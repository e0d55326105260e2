const MAX_VISIBLE_LENGTH: usize = 100;

/// Sanitizes user message text for safe logging: trims, truncates, and
/// redacts credential-looking fragments.
pub fn sanitize_prompt(prompt: &str) -> String {
    let trimmed = prompt.trim();

    if trimmed.is_empty() {
        return String::from("[EMPTY]");
    }

    let sanitized = if trimmed.chars().count() > MAX_VISIBLE_LENGTH {
        let head: String = trimmed.chars().take(MAX_VISIBLE_LENGTH).collect();
        format!("{}... ({} chars total)", head, trimmed.chars().count())
    } else {
        trimmed.to_string()
    };

    redact_sensitive_patterns(&sanitized)
}

fn redact_sensitive_patterns(text: &str) -> String {
    let patterns = [
        ("Bearer ", "Bearer [REDACTED]"),
        ("api_key=", "api_key=[REDACTED]"),
        ("password=", "password=[REDACTED]"),
        ("token=", "token=[REDACTED]"),
    ];

    let mut result = text.to_string();
    for (pattern, replacement) in patterns {
        if let Some(idx) = result.find(pattern) {
            let end = result[idx + pattern.len()..]
                .find(|c: char| c.is_whitespace() || c == '&' || c == '"' || c == '\'')
                .map(|i| idx + pattern.len() + i)
                .unwrap_or(result.len());
            result = format!("{}{}{}", &result[..idx], replacement, &result[end..]);
        }
    }

    result
}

━━━━━━━━━━━━━━━━

[Work to complete] For the records above, state the number of lines holding the string "REDACTED", without further comment.

[Answer section] 4